-- EXERCISE AIM --
Where the data below has the string "clone", return the whole line.

:: SUPPLIED RECORDS

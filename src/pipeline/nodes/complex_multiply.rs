//! ComplexMultiplyNode: pixel-wise product of two frequency-domain images.

use crate::image::{ImageInfo, PixelKind};
use crate::pipeline::context::{InformationContext, RegionContext};
use crate::pipeline::error::PipelineResult;
use crate::pipeline::node::{ConfigValue, NodePlugin};
use crate::pipeline::nodes::{matching_inputs_information, offsets_within};
use crate::pipeline::port::PortDescriptor;

static PORTS: &[PortDescriptor] = &[
    PortDescriptor::input("input1", PixelKind::Complex),
    PortDescriptor::input("input2", PixelKind::Complex),
    PortDescriptor::output("output", PixelKind::Complex),
];

/// `input1 * input2`, or `input1 * conj(input2)` when `conjugate_second` is set.
pub struct ComplexMultiplyNode {
    conjugate_second: bool,
}

impl ComplexMultiplyNode {
    pub fn new() -> Self {
        Self {
            conjugate_second: false,
        }
    }

    pub fn conjugate() -> Self {
        Self {
            conjugate_second: true,
        }
    }

    pub fn conjugate_second(&self) -> bool {
        self.conjugate_second
    }
}

impl Default for ComplexMultiplyNode {
    fn default() -> Self {
        Self::new()
    }
}

impl NodePlugin for ComplexMultiplyNode {
    fn name(&self) -> &str {
        if self.conjugate_second {
            "ComplexConjugateMultiply"
        } else {
            "ComplexMultiply"
        }
    }

    fn ports(&self) -> &[PortDescriptor] {
        PORTS
    }

    fn generate_output_information(&self, ctx: &InformationContext) -> PipelineResult<Vec<ImageInfo>> {
        matching_inputs_information(PORTS, ctx)
    }

    fn generate_data(&self, ctx: &mut RegionContext) -> PipelineResult<()> {
        let lhs = ctx.input(0, "input1")?;
        let rhs = ctx.input(1, "input2")?;
        let (Some(a), Some(b)) = (lhs.complex(), rhs.complex()) else {
            return Err(ctx.fail("inputs must be complex buffers"));
        };
        let (region, out) = ctx.complex_output(0)?;
        let pairs = offsets_within(lhs.region, region).zip(offsets_within(rhs.region, region));
        for (dst, (i, j)) in out.iter_mut().zip(pairs) {
            let second = if self.conjugate_second { b[j].conj() } else { b[j] };
            *dst = a[i] * second;
        }
        Ok(())
    }

    fn on_config_change(&mut self, key: &str, value: &ConfigValue) -> bool {
        match (key, value.as_bool()) {
            ("conjugate", Some(conjugate)) => {
                self.conjugate_second = conjugate;
                true
            }
            _ => false,
        }
    }
}
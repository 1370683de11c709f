//! Meander Spatial ESN demo and benchmark runner.
//!
//! Pipeline: load (or default) run parameters → generate the input series →
//! build the spatial reservoir → report the connectivity census and the
//! effective spectral radius → sweep candidate training delays → report
//! per-delay free-run error and the best candidate.
//!
//! Usage: `meander-bench [params.json] [save-path.json]`
//! The second argument persists the stamped parameters actually used.

use std::env;

use anyhow::{Context, Result};
use tracing_subscriber::EnvFilter;

use meander_engine::{
    best_delay, nmse, RidgeTrainer, RunParams, Simulator, SpatialReservoir,
};

fn main() -> Result<()> {
    tracing_subscriber::fmt()
        .with_env_filter(
            EnvFilter::try_from_default_env().unwrap_or_else(|_| EnvFilter::new("info")),
        )
        .init();

    let mut params = match env::args().nth(1) {
        Some(path) => RunParams::load(&path).context("loading run parameters")?,
        None => RunParams::default(),
    };
    params.stamp();

    println!("=== Meander Spatial ESN ===\n");
    println!("dataset          : {}", params.label_input.name());
    println!("neurons requested: {}", params.esn.number_neurons);
    println!("leak rate        : {}", params.esn.leak_rate);
    println!("spectral radius  : {} ({:?})", params.esn.spectral_radius, params.esn.calibration);
    println!("intern sparsity  : {}", params.esn.intern_sparsity);
    println!("extern sparsity  : {}", params.esn.external_sparsity);
    println!("seed             : {}", params.esn.seed);
    println!(
        "phases           : warmup {} / train {} / free-run {}",
        params.plan.len_warmup, params.plan.len_training, params.plan.free_run_len
    );

    let max_delay = params.delays.iter().copied().max().unwrap_or(0);
    let series_len =
        params.plan.len_warmup + params.plan.len_training + params.plan.free_run_len + max_delay;
    let series = params.label_input.series(series_len);

    let reservoir = SpatialReservoir::new(params.esn.clone())?;
    let census = reservoir.census();
    println!("\n─── Connectivity ───");
    println!("neurons realized : {}", reservoir.num_neurons());
    println!("input edges      : {}", census.input_connections);
    println!("internal edges   : {}", census.internal_connections);
    println!("output neurons   : {}", census.output_neurons);
    println!(
        "radius of W alone: {:.4}",
        reservoir.weights.effective_spectral_radius()
    );

    let simulator = Simulator::new(params.plan.clone())
        .with_trainer(RidgeTrainer::new(params.esn.epsilon));

    println!("\n─── Delay sweep ───");
    let outcomes = simulator.delay_sweep(&reservoir, &series, &params.delays)?;
    for outcome in &outcomes {
        let start = params.plan.len_warmup + params.plan.len_training - outcome.delay;
        let scored = outcome.predictions.len().min(series.len() - start);
        let predicted: Vec<f32> = outcome.predictions[..scored].iter().map(|p| p[0]).collect();
        let actual: Vec<f32> = series[start..start + scored].iter().map(|s| s[0]).collect();
        println!(
            "delay {:3} : error {:10.4}  nmse {:8.4}",
            outcome.delay,
            outcome.error,
            nmse(&predicted, &actual)
        );
    }
    if let Some(best) = best_delay(&outcomes) {
        println!("\nbest delay: {} (error {:.4})", best.delay, best.error);
    }

    if let Some(path) = env::args().nth(2) {
        params.save(&path)?;
        println!("parameters saved to {path}");
    }

    Ok(())
}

::::

-- YOUR SOLUTION --
    let reservoir = SpatialReservoir::new(params.esn.clone())?;
    let simulator = Simulator::new(params.plan.clone())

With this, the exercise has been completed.